**Task:**
Report all lines in the records that hold the string "usize".

[Collected data entries]
● ● ● ● ●
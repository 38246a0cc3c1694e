use axum::{
    http::StatusCode,
    response::{IntoResponse, Response},
    Json,
};
use serde_json::json;
use thiserror::Error;

/// The application's error type.
#[derive(Error, Debug)]
pub enum AppError {
    /// Missing, invalid or expired credentials.
    #[error("{0}")]
    Unauthenticated(&'static str),

    /// Authenticated but not the owner of the resource.
    #[error("Not authorized")]
    Forbidden,

    /// No record for the requested id.
    #[error("{0} not found")]
    NotFound(&'static str),

    /// Missing or malformed request fields.
    #[error("{0}")]
    Validation(String),

    /// A database error.
    #[error("Database error: {0}")]
    Database(#[from] sqlx::Error),

    /// Any other unexpected failure.
    #[error("Internal error: {0}")]
    Internal(#[from] anyhow::Error),
}

impl IntoResponse for AppError {
    fn into_response(self) -> Response {
        let (status, message) = match self {
            AppError::Unauthenticated(msg) => (StatusCode::UNAUTHORIZED, msg.to_string()),
            AppError::Forbidden => (StatusCode::FORBIDDEN, "Not authorized".to_string()),
            AppError::NotFound(what) => (StatusCode::NOT_FOUND, format!("{} not found", what)),
            AppError::Validation(msg) => (StatusCode::BAD_REQUEST, msg),
            AppError::Database(ref e) => {
                tracing::error!(error = %e, "database error");
                (StatusCode::INTERNAL_SERVER_ERROR, "Server error".to_string())
            }
            AppError::Internal(ref e) => {
                tracing::error!(error = %e, "internal error");
                (StatusCode::INTERNAL_SERVER_ERROR, "Server error".to_string())
            }
        };

        (status, Json(json!({ "error": message }))).into_response()
    }
}
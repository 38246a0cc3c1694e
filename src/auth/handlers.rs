use axum::{
    extract::{FromRef, State},
    http::StatusCode,
    routing::post,
    Json, Router,
};
use lazy_static::lazy_static;
use regex::Regex;
use tracing::{info, instrument, warn};

use crate::auth::dto::{LoginRequest, RegisterRequest, TokenResponse};
use crate::auth::jwt::JwtKeys;
use crate::auth::password::{hash_password, verify_password};
use crate::auth::User;
use crate::error::AppError;
use crate::state::AppState;

pub fn auth_routes() -> Router<AppState> {
    Router::new()
        .route("/auth/register", post(register))
        .route("/auth/login", post(login))
}

pub(crate) fn is_valid_email(email: &str) -> bool {
    lazy_static! {
        static ref EMAIL_RE: Regex = Regex::new(r"^[^@\s]+@[^@\s]+\.[^@\s]+$").unwrap();
    }
    EMAIL_RE.is_match(email)
}

#[instrument(skip(state, payload))]
pub async fn register(
    State(state): State<AppState>,
    Json(mut payload): Json<RegisterRequest>,
) -> Result<(StatusCode, Json<TokenResponse>), AppError> {
    payload.email = payload.email.trim().to_lowercase();

    if !is_valid_email(&payload.email) {
        warn!(email = %payload.email, "invalid email");
        return Err(AppError::Validation("Please enter a valid email".into()));
    }
    if payload.password.len() < 6 {
        warn!("password too short");
        return Err(AppError::Validation(
            "Password must be at least 6 characters long".into(),
        ));
    }
    if payload.name.trim().is_empty() {
        return Err(AppError::Validation("Name is required".into()));
    }

    if User::find_by_email(&state.db, &payload.email)
        .await?
        .is_some()
    {
        warn!(email = %payload.email, "email already registered");
        return Err(AppError::Validation("User already exists".into()));
    }

    let hash = hash_password(&payload.password)?;
    let user = User::create(&state.db, &payload.email, payload.name.trim(), &hash).await?;

    let token = JwtKeys::from_ref(&state).sign(user.id)?;

    info!(user_id = user.id, email = %user.email, "user registered");
    Ok((StatusCode::CREATED, Json(TokenResponse { token })))
}

#[instrument(skip(state, payload))]
pub async fn login(
    State(state): State<AppState>,
    Json(mut payload): Json<LoginRequest>,
) -> Result<Json<TokenResponse>, AppError> {
    payload.email = payload.email.trim().to_lowercase();

    if !is_valid_email(&payload.email) {
        warn!(email = %payload.email, "invalid email");
        return Err(AppError::Validation("Please enter a valid email".into()));
    }

    // Unknown email and bad password are indistinguishable to the caller.
    let user = User::find_by_email(&state.db, &payload.email)
        .await?
        .ok_or_else(|| {
            warn!(email = %payload.email, "login unknown email");
            AppError::Unauthenticated("Invalid credentials")
        })?;

    if !verify_password(&payload.password, &user.password_hash)? {
        warn!(user_id = user.id, "login invalid password");
        return Err(AppError::Unauthenticated("Invalid credentials"));
    }

    let token = JwtKeys::from_ref(&state).sign(user.id)?;

    info!(user_id = user.id, email = %user.email, "user logged in");
    Ok(Json(TokenResponse { token }))
}
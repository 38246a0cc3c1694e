use serde::{Deserialize, Serialize};

use crate::auth::User;

/// Request body for user registration. Missing fields deserialize to empty
/// strings and fail validation.
#[derive(Debug, Deserialize)]
pub struct RegisterRequest {
    #[serde(default)]
    pub email: String,
    #[serde(default)]
    pub password: String,
    #[serde(default)]
    pub name: String,
}

/// Request body for login.
#[derive(Debug, Deserialize)]
pub struct LoginRequest {
    #[serde(default)]
    pub email: String,
    #[serde(default)]
    pub password: String,
}

/// Response returned after register or login.
#[derive(Debug, Serialize)]
pub struct TokenResponse {
    pub token: String,
}

/// Public part of a user, safe to embed in responses.
#[derive(Debug, Serialize)]
pub struct PublicUser {
    pub id: i64,
    pub email: String,
    pub name: String,
    pub role: String,
}

impl From<User> for PublicUser {
    fn from(u: User) -> Self {
        Self {
            id: u.id,
            email: u.email,
            name: u.name,
            role: u.role,
        }
    }
}
use axum::{
    async_trait,
    extract::{FromRef, FromRequestParts},
    http::request::Parts,
};
use tracing::warn;

use crate::auth::jwt::JwtKeys;
use crate::auth::User;
use crate::error::AppError;
use crate::state::AppState;

/// Authenticated identity for protected routes. Extracts the bearer token,
/// verifies it and resolves the embedded id to a live user row; the handler
/// never runs when any step fails.
pub struct CurrentUser(pub User);

#[async_trait]
impl FromRequestParts<AppState> for CurrentUser {
    type Rejection = AppError;

    async fn from_request_parts(
        parts: &mut Parts,
        state: &AppState,
    ) -> Result<Self, Self::Rejection> {
        let auth = parts
            .headers
            .get(axum::http::header::AUTHORIZATION)
            .and_then(|h| h.to_str().ok())
            .ok_or(AppError::Unauthenticated("Please authenticate."))?;

        // Expect "Bearer <token>"
        let token = auth
            .strip_prefix("Bearer ")
            .ok_or(AppError::Unauthenticated("Please authenticate."))?;

        let keys = JwtKeys::from_ref(state);
        let claims = keys.verify(token).map_err(|_| {
            warn!("invalid or expired token");
            AppError::Unauthenticated("Please authenticate.")
        })?;

        // A token for a user that no longer exists is invalid.
        let user = User::find_by_id(&state.db, claims.sub)
            .await?
            .ok_or_else(|| {
                warn!(user_id = claims.sub, "token references unknown user");
                AppError::Unauthenticated("Please authenticate.")
            })?;

        Ok(CurrentUser(user))
    }
}
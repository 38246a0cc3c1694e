use std::str::FromStr;
use std::sync::Arc;

use anyhow::Context;
use sqlx::sqlite::{SqliteConnectOptions, SqlitePoolOptions};
use sqlx::SqlitePool;

use crate::config::AppConfig;

/// Shared application state, constructed once at startup and injected into
/// every handler. The pool is the only handle to the persistence layer.
#[derive(Clone)]
pub struct AppState {
    pub db: SqlitePool,
    pub config: Arc<AppConfig>,
}

impl AppState {
    pub async fn init() -> anyhow::Result<Self> {
        let config = Arc::new(AppConfig::from_env()?);
        let options = SqliteConnectOptions::from_str(&config.database_url)
            .context("parse DATABASE_URL")?
            .create_if_missing(true)
            .foreign_keys(true);
        let db = SqlitePoolOptions::new()
            .max_connections(10)
            .connect_with(options)
            .await
            .context("connect to database")?;
        Ok(Self { db, config })
    }

    pub fn from_parts(db: SqlitePool, config: Arc<AppConfig>) -> Self {
        Self { db, config }
    }
}
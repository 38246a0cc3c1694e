use serde::{Deserialize, Serialize};
use sqlx::FromRow;
use time::OffsetDateTime;

/// User record in the database.
#[derive(Debug, Clone, Serialize, Deserialize, FromRow)]
pub struct User {
    pub id: i64,
    pub email: String,
    pub name: String,
    #[serde(skip_serializing)]
    pub password_hash: String, // argon2 hash, not exposed in JSON
    pub role: String,
    pub created_at: OffsetDateTime,
    pub updated_at: OffsetDateTime,
}
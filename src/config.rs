#[derive(Debug, Clone)]
pub struct JwtConfig {
    pub secret: String,
    pub ttl_hours: i64,
}

#[derive(Debug, Clone)]
pub struct AppConfig {
    pub database_url: String,
    pub jwt: JwtConfig,
}

impl AppConfig {
    /// Reads configuration from the environment. Every variable has a
    /// local-development default: `DATABASE_URL` (sqlite:blog.db),
    /// `JWT_SECRET` (insecure dev key, logged as a warning when used) and
    /// `JWT_TTL_HOURS` (24).
    pub fn from_env() -> anyhow::Result<Self> {
        let database_url =
            std::env::var("DATABASE_URL").unwrap_or_else(|_| "sqlite:blog.db".into());
        let secret = std::env::var("JWT_SECRET").unwrap_or_else(|_| {
            tracing::warn!("JWT_SECRET not set, using insecure development default");
            "dev_jwt_secret_change_me".into()
        });
        let jwt = JwtConfig {
            secret,
            ttl_hours: std::env::var("JWT_TTL_HOURS")
                .ok()
                .and_then(|v| v.parse::<i64>().ok())
                .unwrap_or(24),
        };
        Ok(Self { database_url, jwt })
    }
}
use std::time::Duration;

use axum::extract::FromRef;
use jsonwebtoken::{decode, encode, DecodingKey, EncodingKey, Header, Validation};
use serde::{Deserialize, Serialize};
use time::{Duration as TimeDuration, OffsetDateTime};
use tracing::debug;

use crate::config::JwtConfig;
use crate::state::AppState;

/// JWT payload. The user id is the only identity claim; validity is decided
/// purely by signature and expiry (no server-side revocation).
#[derive(Debug, Serialize, Deserialize)]
pub struct Claims {
    pub sub: i64,   // user ID
    pub iat: usize, // issued at (unix timestamp)
    pub exp: usize, // expires at (unix timestamp)
}

/// Holds JWT signing and verification keys plus the configured lifetime.
#[derive(Clone)]
pub struct JwtKeys {
    pub encoding: EncodingKey,
    pub decoding: DecodingKey,
    pub ttl: Duration,
}

impl FromRef<AppState> for JwtKeys {
    fn from_ref(state: &AppState) -> Self {
        let JwtConfig { secret, ttl_hours } = state.config.jwt.clone();
        Self {
            encoding: EncodingKey::from_secret(secret.as_bytes()),
            decoding: DecodingKey::from_secret(secret.as_bytes()),
            ttl: Duration::from_secs((ttl_hours as u64) * 3600),
        }
    }
}

impl JwtKeys {
    pub fn sign(&self, user_id: i64) -> anyhow::Result<String> {
        let now = OffsetDateTime::now_utc();
        let exp = now + TimeDuration::seconds(self.ttl.as_secs() as i64);
        let claims = Claims {
            sub: user_id,
            iat: now.unix_timestamp() as usize,
            exp: exp.unix_timestamp() as usize,
        };
        let token = encode(&Header::default(), &claims, &self.encoding)?;
        debug!(user_id, "jwt signed");
        Ok(token)
    }

    /// All-or-nothing verification: a bad signature, malformed token or
    /// expired claim all fail the same way.
    pub fn verify(&self, token: &str) -> anyhow::Result<Claims> {
        let data = decode::<Claims>(token, &self.decoding, &Validation::default())?;
        debug!(user_id = data.claims.sub, "jwt verified");
        Ok(data.claims)
    }
}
● ● ● ● ●
**Response to the task:**
    pub iat: usize, // issued at (unix timestamp)
    pub exp: usize, // expires at (unix timestamp)
            iat: now.unix_timestamp() as usize,
            exp: exp.unix_timestamp() as usize,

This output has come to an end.